The very impact of these corporate friendly laws will be forcible closure of all small hospitals that provide reasonable and low cost treatment and surgery to the common people, said Dr Neeraj Nagpal, convener of MLAG.

While speaking to Pharmabiz over telephone from Chandigarh, he said the ministry of health and family welfare has invited comments from healthcare institutions and public on the minimum standards required for the establishments before April 30. MLAG will demand the removal of hospitals with less than 25 beds from the purview of CEA. According to him, 70 per cent of the total healthcare managements in India are carried out by small hospitals/clinics owned by single doctor or doctor couples and most of the centres are with less than 25 beds.
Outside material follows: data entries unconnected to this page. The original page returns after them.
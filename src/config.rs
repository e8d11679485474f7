//! Timing parameters and board presets

use core::time::Duration;

use crate::backend::LineId;

/// Timings used by the transport and the refresh controller
///
/// The defaults match the timings the panel vendor recommends.
#[derive(Debug, Clone, PartialEq, Eq)]
pub struct Config {
    /// Sleep between two reads of the busy line
    pub busy_poll_interval: Duration,
    /// Ceiling after which a busy panel is reported as [`Error::PanelTimeout`](crate::error::Error::PanelTimeout)
    pub busy_timeout: Duration,
    /// Time the reset line is held on each side of the reset pulse
    pub reset_settle: Duration,
    /// Idle time before the reset line is pulled low
    pub pre_reset_delay: Duration,
    /// Cadence of the animation worker
    pub frame_interval: Duration,
}

impl Default for Config {
    fn default() -> Self {
        Config {
            busy_poll_interval: Duration::from_millis(10),
            busy_timeout: Duration::from_secs(30),
            reset_settle: Duration::from_millis(20),
            pre_reset_delay: Duration::from_millis(100),
            frame_interval: Duration::from_millis(100),
        }
    }
}

impl Config {
    pub fn with_busy_poll_interval(mut self, interval: Duration) -> Self {
        self.busy_poll_interval = interval;
        self
    }

    pub fn with_busy_timeout(mut self, timeout: Duration) -> Self {
        self.busy_timeout = timeout;
        self
    }

    pub fn with_reset_settle(mut self, settle: Duration) -> Self {
        self.reset_settle = settle;
        self
    }

    pub fn with_pre_reset_delay(mut self, delay: Duration) -> Self {
        self.pre_reset_delay = delay;
        self
    }

    pub fn with_frame_interval(mut self, interval: Duration) -> Self {
        self.frame_interval = interval;
        self
    }

    /// Whole milliseconds, saturating, for the `DelayNs` based sleeps
    pub(crate) fn millis(duration: Duration) -> u32 {
        u32::try_from(duration.as_millis()).unwrap_or(u32::MAX)
    }
}

/// Control lines of the panel
#[derive(Debug, Clone, PartialEq, Eq)]
pub struct PanelPins<L = LineId> {
    /// Data/Command select, high for data
    pub dc: L,
    /// Reset, active low
    pub rst: L,
    /// Busy sense, low while the panel is busy
    pub busy: L,
}

impl PanelPins<LineId> {
    /// Wiring of the Raspberry Pi carrier (BCM numbering)
    pub fn raspberry_pi() -> Self {
        PanelPins {
            dc: LineId::bcm(6),
            rst: LineId::bcm(13),
            busy: LineId::bcm(9),
        }
    }

    /// Wiring of the Rockchip carrier
    pub fn rockchip() -> Self {
        PanelPins {
            dc: LineId::rockchip(1, 'C', 6),
            rst: LineId::rockchip(1, 'B', 1),
            busy: LineId::rockchip(0, 'D', 3),
        }
    }
}

/// Settings of the spidev node the panel hangs off
#[derive(Debug, Clone, PartialEq, Eq)]
pub struct SpiSettings {
    pub path: String,
    pub max_speed_hz: u32,
}

impl Default for SpiSettings {
    fn default() -> Self {
        SpiSettings {
            path: "/dev/spidev0.0".into(),
            max_speed_hz: 30_000_000,
        }
    }
}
Dr Neeraj said the government should bring in laws to help the small and medium clinical establishments in the country rather than helping and promoting corporate establishments. Likewise, the government should encourage small healthcare institutions for getting NABH certification and give incentives in the form of tax exemptions, soft loans etc.

Requirement of stringent enforcement of safety regulations and quality control is acknowledged to be needed in large hospitals dealing with large number of patients. But if it is enforced on small scale medical establishments which are not financially viable, they will be forced to close down. In the small establishments the doctor himself is the administrator, quality control officer, fire safety officer, pharmacist and sometimes driver of the ambulance, he commented.

The Dr.Neeraj says that the act is totally confusing, it should segregate Ayush institutions from allopathic establishments and stringent punishment should be imposed on those Ayush doctors who practice allopathy. In the minimum standards, the definition of level 1 and level 2 hospitals says that Ayush doctors can work in these hospitals. It has not been mentioned later in human resources requirement and it is against several judgments of the national consumer disputes redressal commission (NCDRC) and the Supreme Court.

Unani, ayurvedic and other Ayush doctors cannot use allopathic drugs as per law. For Unani hospitals the list of emergency drugs includes adrenaline, dobutamine, nitroglycerine, amiodarone, magnesium sulphate, mannitol etc. What is not clear is, are the Unani doctors supposed to use these allopathic drugs in emergency? There is no post for allopathic doctors in these hospitals. If Unani doctors use these drugs, they are contravening the Supreme Court verdicts of Poonam Verma vs Ashwin Patel as well as Mukhtiar Chand vs State of Punjab judgments”, he said.